I perform most skin cancer surgery in the dedicated minor surgical theatre at Eastmed Doctors. These are done under local anaethesia.
This may involve a small match head portion of the spot taken out (punch biopsy) or taken out fully with about a 3 mm buffer of normal skin to give the mole clearance (Excision). After this then this is stitched up. If there is enough skin then it is a matter of pulling them together like a zip. This involves internal stitches and some on the outside. I try to put internal stitches that do not need to be taken out most times. But sometime due to a variety of reasons you need to have stitches that need taken out.
This stitching up if simple is called direct closure. If the skin is tight, then I need to do a flap which is just moving skin around like a jig saw puzzle, moving skin from a lax area to the hole created by taking the cancer out. If this is not possible then you will need a skin graft. This is taking skin from some other part of the body and patch it up like quilt work. This heals beautifully. If you scroll down you will see some examples. I will try and add more images as time allows.

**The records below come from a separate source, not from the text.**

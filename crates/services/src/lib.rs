#![forbid(unsafe_code)]

//! Application services for the certification study companion: content
//! fetching, quiz and exam sessions, and the persisted progress, streak,
//! and exam history records.

pub mod app_services;
pub mod content;
pub mod error;
pub mod exam;
pub mod progress;
pub mod quiz;
pub mod streak;

pub use fiche_core::Clock;

pub use app_services::AppServices;
pub use content::{ContentFetcher, ContentService, HttpContentFetcher};
pub use error::{AppServicesError, ContentError, ExamError, QuizError};
pub use exam::{
    AssemblyProgress, EXAM_HISTORY_KEY, EXAM_HISTORY_LIMIT, ExamAssembler, ExamContext,
    ExamHistoryService, ExamPhase, ExamSession, SubmitSummary,
};
pub use progress::{PROGRESS_KEY, ProgressService};
pub use quiz::{AnsweredQuestion, QuizItem, QuizOutcome, QuizSession, QuizStep};
pub use streak::{STREAKS_KEY, StreakService};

Simple Excision and Direct Closure
You can click on the image to open a big image. This is just marking the cancer under dermoscopic control with a 3mm buffer of normal skin. Local anaesthetic is infiltrated. The cancer is cut out and the skin is stitched.
Flaps
You can click on the image to open a big image. This technique is used when I cannot bring the skin together like in direct closure. A small adjacent island if skin is either pushed or rotated to fill the gap caused by cutting the cancer out.
Skin Grafts
You can click on the image to open a big image. This technique is used when I cannot bring the skin together like in direct closure or use flaps. Either a full thickness or partial thickness of skin is cut elsewhere in the body. This is then trimmed to shape and attached to the defect with stitches.